My family tree is sparse. What I know about previous generations I learned by hiding behind the sofa when I was supposed to be in bed while the adults sat around the kitchen table reminiscing. I have more Intel from my mom’s side of the family because she and her sister’s were storytellers without knowing it. I wonder sometimes if this influence has something to do with my love of writing, and making up stories.
My Latin family had secrets, exotic and mysterious ones, and the only way to learn them was to resort to tactile maneuvers while the girls—my mom and her sisters–poured sweet wine into their tumblers while listening to an eclectic selection of albums, the combo set the tone for the story hours. Telling stories preceded dancing, which meant the LP’s dropping down on the Magnavox were the mellow sounds of my dad’s collection. It was probably Eddie Fisher, Patsy Cline, The Four Tops, and Dean Martin, anything pleasant that didn’t get the foot taping or change their mood. A ritual went along with our annual family reunion dinners, rowdy drinking music during dinner preparation, Glenn Miller and Artie Shaw during dinner, and then after, background music during their memory weaving. Much later, there would be more wine, and dancing music.

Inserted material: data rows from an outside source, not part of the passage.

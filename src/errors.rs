//! Error types for every stage of the pipeline.
//!
//! Resolution-time failures ([`SetupError`]) abort a whole description file.
//! Execution-time failures ([`CaseError`]) are scoped to one case and never
//! affect its siblings.

use std::path::PathBuf;

use miette::Diagnostic;
use thiserror::Error;

use crate::value::{Thrown, Value};

// ============================================================================
// RESOLUTION-TIME ERRORS
// ============================================================================

/// Failure while loading, resolving or binding a test description.
#[derive(Error, Diagnostic, Debug)]
pub enum SetupError {
    #[error("circular inclusion of '{}'", path.display())]
    #[diagnostic(
        code(tabula::include::circular),
        help("a file may not include itself, directly or through another include")
    )]
    CircularInclusion { path: PathBuf },

    #[error("included file '{}' not found (referenced from '{}')", path.display(), from.display())]
    #[diagnostic(
        code(tabula::include::not_found),
        help("include paths are resolved relative to the directory of the including file")
    )]
    IncludeNotFound { path: PathBuf, from: PathBuf },

    #[error("invalid include in '{}': expected a file path, found {found}", from.display())]
    #[diagnostic(code(tabula::include::invalid))]
    InvalidInclude { from: PathBuf, found: String },

    #[error("failed to read '{}'", path.display())]
    #[diagnostic(code(tabula::io))]
    Io {
        path: PathBuf,
        #[source]
        source: std::io::Error,
    },

    #[error("failed to parse YAML in '{}'", path.display())]
    #[diagnostic(code(tabula::yaml))]
    Yaml {
        path: PathBuf,
        #[source]
        source: serde_yaml::Error,
    },

    #[error("invalid test description: {message}")]
    #[diagnostic(code(tabula::document::invalid))]
    InvalidDocument { message: String },

    #[error("invalid throw pattern '{pattern}'")]
    #[diagnostic(code(tabula::document::pattern))]
    InvalidPattern {
        pattern: String,
        #[source]
        source: regex::Error,
    },

    #[error("module '{}' could not be loaded", path.display())]
    #[diagnostic(
        code(tabula::module::not_found),
        help("register the module with the loader under its resolved path")
    )]
    ModuleNotFound { path: PathBuf },

    #[error("export '{export}' is not defined in module '{}'", module.display())]
    #[diagnostic(code(tabula::module::undefined_export))]
    UndefinedExport { export: String, module: PathBuf },

    #[error("export '{export}' is not a {expected}")]
    #[diagnostic(code(tabula::module::export_kind))]
    ExportKindMismatch {
        export: String,
        expected: &'static str,
    },

    #[error("failed to discover test files under '{}': {message}", root.display())]
    #[diagnostic(code(tabula::discovery))]
    Discovery { root: PathBuf, message: String },
}

impl SetupError {
    pub(crate) fn invalid(message: impl Into<String>) -> Self {
        SetupError::InvalidDocument {
            message: message.into(),
        }
    }
}

// ============================================================================
// MOCK ERRORS
// ============================================================================

/// A mock was called wrongly, too often, too rarely, or referenced but undefined.
#[derive(Error, Diagnostic, Debug, Clone, PartialEq)]
pub enum MockError {
    #[error("mock '{mock}' call #{call} received unexpected arguments\n  expected: {expected}\n  actual:   {actual}")]
    #[diagnostic(code(tabula::mock::arguments))]
    ArgumentMismatch {
        mock: String,
        call: usize,
        expected: String,
        actual: String,
    },

    #[error("mock '{mock}' called {called} times, expected {expected}")]
    #[diagnostic(code(tabula::mock::call_count))]
    CallCount {
        mock: String,
        called: usize,
        expected: usize,
    },

    #[error("mock '{name}' is referenced but not defined")]
    #[diagnostic(
        code(tabula::mock::undefined),
        help("define the mock under `mocks` in the header, suite or case document")
    )]
    UndefinedReference { name: String },
}

// ============================================================================
// PATH ERRORS
// ============================================================================

/// Failure to resolve a dot-path on a live value.
#[derive(Error, Diagnostic, Debug, Clone, PartialEq)]
pub enum PathError {
    #[error("cannot resolve '{path}': segment '{segment}' is missing")]
    #[diagnostic(code(tabula::path::missing))]
    SegmentMissing { segment: String, path: String },

    #[error("cannot call '{path}': '{segment}' is a {found}, not a function")]
    #[diagnostic(code(tabula::path::not_callable))]
    NotCallable {
        segment: String,
        path: String,
        found: &'static str,
    },
}

/// Outcome of a failed method call through a dot-path.
#[derive(Error, Debug, Clone, PartialEq)]
pub enum CallError {
    #[error(transparent)]
    Path(#[from] PathError),
    #[error("{0}")]
    Thrown(#[from] Thrown),
}

// ============================================================================
// EXECUTION-TIME ERRORS
// ============================================================================

/// Why a single case failed.
#[derive(Error, Debug, Clone)]
pub enum CaseError {
    #[error("expected {expected}, got {actual}")]
    WrongOutput { expected: Value, actual: Value },

    #[error("unexpected error: {message}")]
    UnexpectedThrow { message: String },

    #[error("expected an error matching {expected}, but returned {returned}")]
    MissingThrow { expected: String, returned: Value },

    #[error("expected an error matching {expected}, got '{actual}'")]
    ThrowMismatch { expected: String, actual: String },

    #[error("assertion on '{path}' failed: expected {expected}, got {actual}")]
    Assertion {
        path: String,
        expected: Value,
        actual: Value,
    },

    #[error("failed to construct {class}: {message}")]
    Construct { class: String, message: String },

    #[error("panicked: {message}")]
    Panicked { message: String },

    #[error("case expects a {expected} export, found a {found}")]
    ShapeMismatch {
        expected: &'static str,
        found: &'static str,
    },

    #[error(transparent)]
    Mock(#[from] MockError),

    #[error(transparent)]
    Path(#[from] PathError),
}

impl CaseError {
    /// Expected/actual pair for diff rendering, when the failure has one.
    pub fn comparison(&self) -> Option<(&Value, &Value)> {
        match self {
            CaseError::WrongOutput { expected, actual }
            | CaseError::Assertion {
                expected, actual, ..
            } => Some((expected, actual)),
            _ => None,
        }
    }
}
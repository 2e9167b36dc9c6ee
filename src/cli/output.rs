//! Handles all user-facing output for the CLI.
//!
//! This module is responsible for colorizing case results, rendering
//! expected/actual diffs and printing check reports. [`ConsoleReporter`] is
//! also the reporter hosts use when they run descriptions against their own
//! modules.

use std::io::Write;
use std::path::Path;

use difference::{Changeset, Difference};
use serde::Serialize;
use termcolor::{Color, ColorChoice, ColorSpec, StandardStream, WriteColor};

use crate::errors::{CaseError, SetupError};
use crate::model::{Suite, TestConfig};
use crate::report::{CaseOutcome, CaseReport, Reporter};
use crate::runner::RunSummary;

// ============================================================================
// CONSOLE REPORTER
// ============================================================================

/// Prints grouped, colored case results as they arrive.
pub struct ConsoleReporter<W: WriteColor> {
    out: W,
    summary: RunSummary,
}

impl ConsoleReporter<StandardStream> {
    pub fn stdout(use_colors: bool) -> Self {
        let choice = if use_colors {
            ColorChoice::Auto
        } else {
            ColorChoice::Never
        };
        Self::new(StandardStream::stdout(choice))
    }
}

impl<W: WriteColor> ConsoleReporter<W> {
    pub fn new(out: W) -> Self {
        Self {
            out,
            summary: RunSummary::default(),
        }
    }

    pub fn into_inner(self) -> W {
        self.out
    }

    /// Prints the totals seen so far.
    pub fn print_summary(&mut self) {
        let s = self.summary;
        let _ = writeln!(self.out);
        let _ = write!(self.out, "Test summary: ");
        self.colored(Color::Green, &format!("{} passed", s.passed));
        let _ = write!(self.out, ", ");
        self.colored(Color::Red, &format!("{} failed", s.failed));
        let _ = write!(self.out, ", ");
        self.colored(Color::Yellow, &format!("{} skipped", s.skipped));
        if s.setup_failures > 0 {
            let _ = write!(self.out, ", ");
            self.colored(Color::Red, &format!("{} setup failures", s.setup_failures));
        }
        let _ = writeln!(self.out, " ({:.1}% success)", s.success_rate());
    }

    fn colored(&mut self, color: Color, text: &str) {
        let _ = self
            .out
            .set_color(ColorSpec::new().set_fg(Some(color)).set_bold(true));
        let _ = write!(self.out, "{}", text);
        let _ = self.out.reset();
    }

    fn print_error(&mut self, error: &CaseError) {
        let _ = writeln!(self.out, "      {}", error);
        if let Some((expected, actual)) = error.comparison() {
            let changeset = Changeset::new(&expected.pretty(), &actual.pretty(), "\n");
            print_diff(&mut self.out, &changeset.diffs);
        }
    }
}

impl<W: WriteColor> Reporter for ConsoleReporter<W> {
    fn begin_source(&mut self, config: &TestConfig) {
        let _ = self.out.set_color(ColorSpec::new().set_bold(true));
        let _ = write!(self.out, "{}", config.group_name);
        let _ = self.out.reset();
        let _ = writeln!(self.out, " [{}]", config.source.display());
    }

    fn begin_suite(&mut self, suite: &Suite) {
        let _ = writeln!(self.out, "  {}", suite.name);
    }

    fn case_finished(&mut self, report: &CaseReport) {
        let _ = write!(self.out, "    ");
        match &report.outcome {
            CaseOutcome::Passed => {
                self.summary.passed += 1;
                self.colored(Color::Green, "PASS");
                let _ = writeln!(self.out, ": {}", report.case);
            }
            CaseOutcome::Skipped(reason) => {
                self.summary.skipped += 1;
                self.colored(Color::Yellow, "SKIP");
                let _ = writeln!(self.out, ": {} ({})", report.case, reason);
            }
            CaseOutcome::Failed(errors) => {
                self.summary.failed += 1;
                self.colored(Color::Red, "FAIL");
                let _ = writeln!(self.out, ": {}", report.case);
                for error in errors {
                    self.print_error(error);
                }
            }
        }
    }

    fn setup_failed(&mut self, source: &Path, error: &SetupError) {
        self.summary.setup_failures += 1;
        self.colored(Color::Red, "SETUP");
        let _ = writeln!(self.out, ": {}: {}", source.display(), error);
    }
}

// ============================================================================
// CHECK REPORTS
// ============================================================================

/// Result of resolving one description file without running it.
#[derive(Debug, Clone, Serialize)]
pub struct CheckEntry {
    pub path: String,
    pub group: Option<String>,
    pub suites: usize,
    pub cases: usize,
    pub error: Option<String>,
}

#[derive(Debug, Clone, Serialize)]
pub struct CheckReport {
    pub files: Vec<CheckEntry>,
    pub failures: usize,
}

impl CheckReport {
    pub fn new(files: Vec<CheckEntry>) -> Self {
        let failures = files.iter().filter(|f| f.error.is_some()).count();
        Self { files, failures }
    }
}

/// Prints one `OK`/`ERROR` line per checked file.
pub fn print_check_entry(stdout: &mut StandardStream, entry: &CheckEntry) {
    match &entry.error {
        None => {
            let _ = stdout.set_color(ColorSpec::new().set_fg(Some(Color::Green)).set_bold(true));
            let _ = write!(stdout, "OK");
            let _ = stdout.reset();
            let _ = writeln!(
                stdout,
                "    {} ({} suites, {} cases)",
                entry.path, entry.suites, entry.cases
            );
        }
        Some(_) => {
            let _ = stdout.set_color(ColorSpec::new().set_fg(Some(Color::Red)).set_bold(true));
            let _ = write!(stdout, "ERROR");
            let _ = stdout.reset();
            let _ = writeln!(stdout, " {}", entry.path);
        }
    }
}

// ============================================================================
// PRIVATE HELPERS
// ============================================================================

fn print_diff(out: &mut impl WriteColor, diffs: &[Difference]) {
    for diff in diffs {
        match diff {
            Difference::Same(ref x) => {
                for line in x.lines() {
                    let _ = writeln!(out, "        {}", line);
                }
            }
            Difference::Rem(ref x) => {
                let _ = out.set_color(ColorSpec::new().set_fg(Some(Color::Green)));
                for line in x.lines() {
                    let _ = writeln!(out, "      - {}", line);
                }
                let _ = out.reset();
            }
            Difference::Add(ref x) => {
                let _ = out.set_color(ColorSpec::new().set_fg(Some(Color::Red)));
                for line in x.lines() {
                    let _ = writeln!(out, "      + {}", line);
                }
                let _ = out.reset();
            }
        }
    }
}

#[cfg(test)]
mod tests {
    use super::*;
    use crate::value::Value;
    use termcolor::Buffer;

    fn report(outcome: CaseOutcome) -> CaseReport {
        CaseReport {
            group: "Math".into(),
            suite: "add".into(),
            case: "adds".into(),
            outcome,
        }
    }

    #[test]
    fn failure_prints_expected_and_actual_lines() {
        let mut reporter = ConsoleReporter::new(Buffer::no_color());
        reporter.case_finished(&report(CaseOutcome::Failed(vec![CaseError::WrongOutput {
            expected: Value::from(3),
            actual: Value::from(4),
        }])));
        let text = String::from_utf8(reporter.into_inner().into_inner()).unwrap();
        assert!(text.contains("FAIL: adds"));
        assert!(text.contains("- 3"));
        assert!(text.contains("+ 4"));
    }

    #[test]
    fn summary_counts_outcomes() {
        let mut reporter = ConsoleReporter::new(Buffer::no_color());
        reporter.case_finished(&report(CaseOutcome::Passed));
        reporter.case_finished(&report(CaseOutcome::Skipped("Marked 'skip'".into())));
        reporter.print_summary();
        let text = String::from_utf8(reporter.into_inner().into_inner()).unwrap();
        assert!(text.contains("1 passed, 0 failed, 1 skipped"));
    }
}
//! Dot-path property reads and method calls on live values.

use std::fmt;

use crate::errors::{CallError, PathError};
use crate::value::Value;

/// A `.`-separated member path such as `user.profile.name`.
#[derive(Debug, Clone, PartialEq, Eq, Hash)]
pub struct DotPath(pub Vec<String>);

impl DotPath {
    pub fn parse(path: &str) -> Self {
        Self(path.split('.').map(str::to_string).collect())
    }

    fn missing(&self, segment: &str) -> PathError {
        PathError::SegmentMissing {
            segment: segment.to_string(),
            path: self.to_string(),
        }
    }

    /// Walks every segment but the last, returning the parent and the
    /// terminal segment name.
    fn parent<'p>(&'p self, root: &Value) -> Result<(Value, &'p str), PathError> {
        let Some((last, init)) = self.0.split_last() else {
            return Err(self.missing(""));
        };
        if root.is_nullish() {
            return Err(self.missing(self.0.first().unwrap_or(last)));
        }
        let mut current = root.clone();
        for segment in init {
            current = read(&current, segment)
                .filter(|value| !value.is_nullish())
                .ok_or_else(|| self.missing(segment))?;
        }
        Ok((current, last.as_str()))
    }
}

impl fmt::Display for DotPath {
    fn fmt(&self, f: &mut fmt::Formatter<'_>) -> fmt::Result {
        write!(f, "{}", self.0.join("."))
    }
}

/// Reads the value at `path`. An absent terminal member reads as `Undefined`.
pub fn get_property(root: &Value, path: &str) -> Result<Value, PathError> {
    let path = DotPath::parse(path);
    let (parent, last) = path.parent(root)?;
    Ok(read(&parent, last).unwrap_or_default())
}

/// Invokes the member at `path` with `args`.
pub fn call_method(root: &Value, path: &str, args: &[Value]) -> Result<Value, CallError> {
    let path = DotPath::parse(path);
    let (parent, last) = path.parent(root)?;

    if let Value::Object(object) = &parent {
        if object.has_method(last) {
            return Ok(object.call_method(last, args)?);
        }
    }
    match read(&parent, last) {
        Some(Value::Function(function)) => Ok(function.call(args)?),
        Some(other) => Err(PathError::NotCallable {
            segment: last.to_string(),
            path: path.to_string(),
            found: other.type_name(),
        }
        .into()),
        None => Err(path.missing(last).into()),
    }
}

/// Reads one member of `value`.
fn read(value: &Value, segment: &str) -> Option<Value> {
    match value {
        Value::Map(map) => map.get(segment).cloned(),
        Value::Object(object) => object.get(segment),
        Value::List(items) if segment == "length" => Some(Value::Number(items.len() as f64)),
        Value::List(items) => segment
            .parse::<usize>()
            .ok()
            .and_then(|i| items.get(i).cloned()),
        Value::String(s) if segment == "length" => Some(Value::Number(s.chars().count() as f64)),
        _ => None,
    }
}
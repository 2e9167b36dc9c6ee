//! Shared fixtures: on-disk description trees and native modules under test.
#![allow(dead_code)]

use std::cell::Cell;
use std::fs;
use std::path::{Path, PathBuf};
use std::rc::Rc;

use tabula::object::{NativeClass, NativeObject};
use tabula::{
    Module, ModuleLoader, ModuleRegistry, RecordingReporter, RunOptions, RunSummary, Runner,
    Thrown, Value,
};
use tempfile::TempDir;

// =============================================================================
// FILESYSTEM FIXTURES
// =============================================================================

/// A temporary directory holding description files.
pub struct Fixture {
    dir: TempDir,
}

impl Fixture {
    pub fn new() -> Self {
        Self {
            dir: tempfile::tempdir().expect("failed to create temp dir"),
        }
    }

    pub fn root(&self) -> &Path {
        self.dir.path()
    }

    pub fn path(&self, rel: &str) -> PathBuf {
        self.dir.path().join(rel)
    }

    /// Writes `text` to `rel`, creating parent directories.
    pub fn write(&self, rel: &str, text: &str) -> PathBuf {
        let path = self.path(rel);
        if let Some(parent) = path.parent() {
            fs::create_dir_all(parent).expect("failed to create fixture dir");
        }
        fs::write(&path, text).expect("failed to write fixture");
        path
    }
}

// =============================================================================
// MODULES UNDER TEST
// =============================================================================

fn number(args: &[Value], index: usize) -> Result<f64, Thrown> {
    args.get(index)
        .and_then(Value::as_number)
        .ok_or_else(|| Thrown::new(format!("argument {} must be a number", index)))
}

fn callback(args: &[Value]) -> Result<tabula::Function, Thrown> {
    args.first()
        .and_then(Value::as_function)
        .cloned()
        .ok_or_else(|| Thrown::new("expected a callback"))
}

/// Plain functions: arithmetic, callbacks and a panicking export.
pub fn math_module() -> Module {
    Module::new()
        .function("add", |args| Ok(Value::from(number(args, 0)? + number(args, 1)?)))
        .function("divide", |args| {
            let divisor = number(args, 1)?;
            if divisor == 0.0 {
                return Err(Thrown::new("Division by zero"));
            }
            Ok(Value::from(number(args, 0)? / divisor))
        })
        .function("nothing", |_| Ok(Value::Undefined))
        .function("apply", |args| callback(args)?.call(&args[1..]))
        .function("twice", |args| {
            let f = callback(args)?;
            f.call(&args[1..])?;
            f.call(&args[1..])
        })
        .function("swallow", |args| {
            let _ = callback(args)?.call(&args[1..]);
            Ok(Value::from("ok"))
        })
        .function("explode", |_| -> Result<Value, Thrown> { panic!("boom") })
}

/// A function export that counts its own invocations.
pub fn counting_module() -> (Module, Rc<Cell<usize>>) {
    let calls = Rc::new(Cell::new(0));
    let seen = Rc::clone(&calls);
    let module = Module::new().function("call", move |args| {
        seen.set(seen.get() + 1);
        callback(args)?.call(&args[1..])
    });
    (module, calls)
}

pub fn counter_class() -> NativeClass {
    NativeClass::new("Counter", |this, args| {
        this.set("count", args.first().cloned().unwrap_or(Value::from(0)));
        Ok(())
    })
    .method("increment", |this, _| {
        let next = this.number("count") + 1.0;
        this.set("count", Value::from(next));
        Ok(Value::from(next))
    })
    .method("add", |this, args| {
        let next = this.number("count") + number(args, 0)?;
        this.set("count", Value::from(next));
        Ok(Value::from(next))
    })
    .method("get", |this, _| Ok(this.get("count").unwrap_or_default()))
    .method("fail", |_, _| Err(Thrown::new("Counter is broken")))
}

/// `user.profile` only exists after `login`.
pub fn session_class() -> NativeClass {
    NativeClass::new("Session", |this, args| {
        let name = args.first().cloned().unwrap_or_default();
        this.set("user", Value::map([("name", name)]));
        Ok(())
    })
    .method("greet", |this, _| {
        let name = match this.get("user") {
            Some(Value::Map(map)) => map.get("name").cloned().unwrap_or_default(),
            _ => Value::Undefined,
        };
        Ok(Value::from(format!("Hello, {}", name.as_str().unwrap_or("stranger"))))
    })
    .method("login", |this, _| {
        let user = this.get("user").unwrap_or_default();
        let name = match &user {
            Value::Map(map) => map.get("name").cloned().unwrap_or_default(),
            _ => Value::Undefined,
        };
        let Value::Map(mut map) = user else {
            return Err(Thrown::new("no user"));
        };
        map.insert("profile".to_string(), Value::map([("name", name)]));
        this.set("user", Value::Map(map));
        Ok(Value::from(true))
    })
}

/// Stores a validator callback and consults it on `submit`.
pub fn form_class() -> NativeClass {
    fn submit(this: &NativeObject, args: &[Value]) -> Result<Value, Thrown> {
        let validator = this
            .get("validator")
            .and_then(|v| v.as_function().cloned())
            .ok_or_else(|| Thrown::new("no validator"))?;
        let accepted = validator.call(args)?.as_bool().unwrap_or(false);
        this.set("submitted", Value::from(accepted));
        Ok(Value::from(accepted))
    }

    NativeClass::new("Form", |this, args| {
        this.set("validator", args.first().cloned().unwrap_or_default());
        this.set("submitted", Value::from(false));
        Ok(())
    })
    .method("submit", submit)
}

pub fn objects_module() -> Module {
    Module::new()
        .class("Counter", counter_class())
        .class("Session", session_class())
        .class("Form", form_class())
}

// =============================================================================
// RUN HELPERS
// =============================================================================

/// Registers `module` at `rel` inside the fixture.
pub fn registry(fixture: &Fixture, rel: &str, module: Module) -> ModuleRegistry {
    let mut registry = ModuleRegistry::new();
    registry.register(fixture.path(rel), module);
    registry
}

pub fn run(path: &Path, loader: &dyn ModuleLoader) -> (RunSummary, RecordingReporter) {
    run_with(path, loader, RunOptions::default())
}

pub fn run_with(
    path: &Path,
    loader: &dyn ModuleLoader,
    options: RunOptions,
) -> (RunSummary, RecordingReporter) {
    let mut reporter = RecordingReporter::new();
    let summary = Runner::new(loader)
        .with_options(options)
        .run_file(path, &mut reporter);
    (summary, reporter)
}
//! Document-stream normalization and the document-equivalent form.

use serde_yaml::Value as Yaml;
use tabula::include::parse_documents;
use tabula::model::{Assertion, CaseBody, ExpectedThrow, SuiteMode, TestConfig};
use tabula::normalize::{normalize, to_documents};
use tabula::{SetupError, Value};

fn docs(text: &str) -> Vec<Yaml> {
    parse_documents(text, std::path::Path::new("inline.yaml")).unwrap()
}

fn config(text: &str) -> TestConfig {
    normalize(&docs(text)).unwrap()
}

#[test]
fn header_suite_and_case_normalize() {
    let config = config(
        "file: './math.js'\ngroup: 'math'\n---\nsuite: add\nexportName: add\n---\ncase: '1+2'\nin: [1, 2]\nout: 3\n",
    );

    assert_eq!(config.file_path, "./math.js");
    assert_eq!(config.group_name, "math");
    assert_eq!(config.suites.len(), 1);
    let suite = &config.suites[0];
    assert_eq!(suite.name, "add");
    assert_eq!(suite.export_name, "add");
    assert_eq!(suite.mode, SuiteMode::Function);

    let CaseBody::Function(call) = &suite.cases[0].body else {
        panic!("expected a function case");
    };
    assert_eq!(call.input, vec![Value::from(1), Value::from(2)]);
    assert_eq!(call.expected_output, Some(Value::from(3)));
}

#[test]
fn case_before_any_suite_is_dropped() {
    let config = config("file: ./math.js\n---\ncase: orphan\nin: [1, 2]\n");
    assert_eq!(config.case_count(), 0);
    assert!(config.suites.is_empty());
}

#[test]
fn later_header_overwrites_earlier() {
    let config = config("file: ./a.js\ngroup: first\n---\nfile: ./b.js\nname: second\n");
    assert_eq!(config.file_path, "./b.js");
    assert_eq!(config.group_name, "second");
}

#[test]
fn group_defaults_to_file_and_export_to_suite_name() {
    let config = config("file: ./math.js\n---\nsuite: add\n---\nsuite: ''\n");
    assert_eq!(config.group_name, "./math.js");
    assert_eq!(config.suites[0].export_name, "add");
    assert_eq!(config.suites[1].export_name, "default");
}

#[test]
fn unrecognized_documents_are_ignored() {
    let config = config("note: just a comment\n---\n- a\n- b\n---\nsuite: add\n---\ncase: one\n");
    assert_eq!(config.suites.len(), 1);
    assert_eq!(config.case_count(), 1);
}

#[test]
fn case_shape_follows_the_suite_mode() {
    let config = config(
        "suite: Counter\nmode: class\nconstructorArgs: [5]\n---\ncase: steps\nin: [1]\nout: 9\nexecutions:\n  - method: increment\n    out: 6\n    asserts:\n      - property: count\n        value: 6\n      - method: get\n        out: 6\n---\nsuite: add\n---\ncase: plain\nin: 4\nexecutions:\n  - method: ignored\n",
    );

    let counter = &config.suites[0];
    assert_eq!(
        counter.mode,
        SuiteMode::Class {
            constructor_args: vec![Value::from(5)]
        }
    );
    let CaseBody::Class(executions) = &counter.cases[0].body else {
        panic!("expected a class case");
    };
    assert_eq!(executions.len(), 1);
    assert_eq!(executions[0].method_path, "increment");
    assert!(matches!(
        &executions[0].asserts[0],
        Assertion::Property { property_path, .. } if property_path == "count"
    ));
    assert!(matches!(&executions[0].asserts[1], Assertion::Method { .. }));

    let CaseBody::Function(call) = &config.suites[1].cases[0].body else {
        panic!("expected a function case");
    };
    assert_eq!(call.input, vec![Value::from(4)]);
}

#[test]
fn out_absent_differs_from_out_null() {
    let config = config("suite: f\n---\ncase: unchecked\n---\ncase: expects null\nout: null\n");
    let outputs: Vec<_> = config.suites[0]
        .cases
        .iter()
        .map(|case| match &case.body {
            CaseBody::Function(call) => call.expected_output.clone(),
            CaseBody::Class(_) => unreachable!(),
        })
        .collect();
    assert_eq!(outputs, vec![None, Some(Value::Null)]);
}

#[test]
fn throws_accepts_substrings_and_patterns() {
    let config = config(
        "suite: divide\n---\ncase: a\nthrows: by zero\n---\ncase: b\nthrows: /division BY \\w+/i\n",
    );
    let throws: Vec<ExpectedThrow> = config.suites[0]
        .cases
        .iter()
        .filter_map(|case| match &case.body {
            CaseBody::Function(call) => call.expected_throw.clone(),
            CaseBody::Class(_) => None,
        })
        .collect();
    assert!(matches!(&throws[0], ExpectedThrow::Message(m) if m == "by zero"));
    assert!(matches!(&throws[1], ExpectedThrow::Pattern { .. }));
    assert!(throws[1].matches("Division by zero"));
    assert!(!throws[0].matches("Division By Zero"));
}

#[test]
fn invalid_pattern_is_a_setup_error() {
    let err = normalize(&docs("suite: f\n---\ncase: bad\nthrows: /([/\n")).unwrap_err();
    assert!(matches!(err, SetupError::InvalidPattern { .. }), "{err:?}");
}

#[test]
fn mocks_accept_calls_mapping_or_bare_list() {
    let config = config(
        "file: ./x.js\nmocks:\n  logger:\n    calls:\n      - in: [1]\n        out: true\n---\nsuite: s\nmocks:\n  clock:\n    - out: 10\n    - throws: stopped\n",
    );
    let logger = config.global_mocks.get("logger").unwrap();
    assert_eq!(logger.calls.len(), 1);
    assert_eq!(logger.calls[0].input_args, vec![Value::from(1)]);
    assert_eq!(logger.calls[0].expected_output, Some(Value::from(true)));

    let clock = config.suites[0].mocks.get("clock").unwrap();
    assert_eq!(clock.calls.len(), 2);
    assert!(clock.calls[0].input_args.is_empty());
    assert_eq!(clock.calls[1].expected_throw.as_deref(), Some("stopped"));
}

#[test]
fn unsupported_assertion_op_is_rejected() {
    let err = normalize(&docs(
        "suite: C\nmode: class\n---\ncase: c\nexecutions:\n  - method: m\n    asserts:\n      - property: p\n        op: gt\n        value: 1\n",
    ))
    .unwrap_err();
    assert!(matches!(err, SetupError::InvalidDocument { .. }));
}

#[test]
fn normalization_is_idempotent() {
    let sources = [
        "file: ./math.js\ngroup: math\nsuites: [add]\nmocks:\n  logger:\n    - in: [1]\n---\nsuite: add\nexport: sum\nskip: true\n---\ncase: one\nin: [1, 2]\nout: 3\n---\ncase: nul\nout: null\nthrows: /Bad input/i\nskip: true\n",
        "file: ./objects.js\n---\nsuite: Counter\nmode: class\nconstructorArgs: [{start: 1}]\n---\ncase: steps\nmocks:\n  cb:\n    calls:\n      - in: [[1, 2]]\n        out: {ok: true}\n        throws: nope\nexecutions:\n  - method: add\n    in: [2]\n    out: 3\n    asserts:\n      - property: count\n        op: eq\n        value: 3\n      - property: missing\n      - method: get\n        in: []\n        out: 3\n",
        "file: ./x.js\n",
    ];
    for source in sources {
        let first = config(source);
        let second = normalize(&to_documents(&first)).unwrap();
        assert_eq!(first, second, "round trip changed {source}");
    }
}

There were always some stories they liked to tell over and over again, and I did have my favorites, but it’s hard to know what the facts are because each time I heard the tales, there was something new added, or something remembered that wasn’t there before. If I ever write these stories down it will be as fiction, because there are no facts behind these late night narratives. There isn’t enough time to lay out the entire tree here, suffice to say that on my mom’s side its Apache blood, I like to think that is what gives me my fire, and the fight. There’s some other stuff too, as exotic and complex. From my dad, I have the Navaho, to which I attribute my artist self, there are also some Dutch, French, and Spanish blood. The travelers to the new world liked the Indian women.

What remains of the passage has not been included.